DECLARE @amount float

DECLARE @divider float

DECLARE @test float

DECLARE @jumps float

SET @amount = 4.7119E+219

SET @divider = 7

SET @jumps = 2 -- I _assume_ @jumps needs to be smaller than @divider

WHILE @amount >= @divider

BEGIN

SET @test = @divider

WHILE @amount >= @test

SET @test = @test * @jumps

SET @amount = @amount - (@test / @jumps)

END

SELECT remainder = @amount

It means that there is no difference between (4E+200) and (4E+200) + 1 and (4E+200) + 2

Yur extract above would not work

If you run the following:

-----

DECLARE @amount float

DECLARE @divider float

DECLARE @test float

DECLARE @jumps float

SET @amount = 4.7119E+219

SET @divider = 7

SET @jumps = 2 -- I _assume_ @jumps needs to be smaller than @divider

WHILE @amount >= @divider

BEGIN

SET @test = @divider

WHILE @amount >= @test

BEGIN

SET @test = @test * @jumps

print ('Test = ' + cast(@test as varchar(100)))

END

SET @amount = @amount - (@test / @jumps)

print ('Amount = ' + cast(@Amount as varchar(100)))

END

SELECT remainder = @amount

-----

You'll see that is calculating:

917504 * 2 = 1.83501e+006

or : 917504*7 = 1835010 ... In fact, the answer is REALLY 1835008

So, this isn't really achieveing your desired result ..

I don't guarantee that my method is any better (or even correct), :-)

---

However, the following may be useful:

http://nrich.maths.org/public/viewer.php?obj_id=373&part=solution&refpage=viewer.php

The only way around this would seem to be by setting @jump to 10 => that way the E-notation would be correct (we simply add 1 to the number behind the E), but I have no knowledge on how that behaves internally and wether or not there is rounding 'somehow' anyway.

Running it with @jump = 10 indeed seems to be 'more correct' judging by the intermediate results, but now we risk getting a remainder that's bigger than the divider.

Probably we'll then need to make the last line :

SELECT remainder = Convert(int, @amount) % Convert(int, @divider)

But again, I'm still not a big believer in the result =) But it's fun theorizing about it, and it does "feel" a bit more correct than the previous version though =P

(and it's actaully pretty quick too, my first attemp was simply substracting the @divider from the @amount.
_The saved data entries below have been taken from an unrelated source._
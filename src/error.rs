use thiserror::Error;

/// Errors surfaced by the core and its host-side helpers.
#[derive(Debug, Error, Clone, Copy, PartialEq, Eq)]
pub enum CpuError {
    /// No behaviour is defined for this opcode (IN/OUT without a port hook).
    #[error("unimplemented opcode {0:#04x}")]
    UnimplementedOpcode(u8),

    /// Interrupt vectors are 0..=7.
    #[error("interrupt vector {0} out of range 0..=7")]
    InvalidInterrupt(u8),

    /// An image or patch does not fit below 0x10000.
    #[error("{len} bytes at {offset:#06x} run past the end of memory")]
    AddressOutOfRange { offset: u16, len: usize },
}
Clearly that didn't work out =)

Repeatedly subtracting 7 from 4,711,900,000,000,000,000,

When we're talking about numbers as big as 47 million million million googol googols ( or something marginally smaller than 130 factorial ) , then this problem become somewhat unorthodox for standard data-structures to manipulate .

After a couple of minutes it dawned on me that 2.79e+239 - 7 would result in exatly the same 2.79e+239, thus the loop would go on and on and on =)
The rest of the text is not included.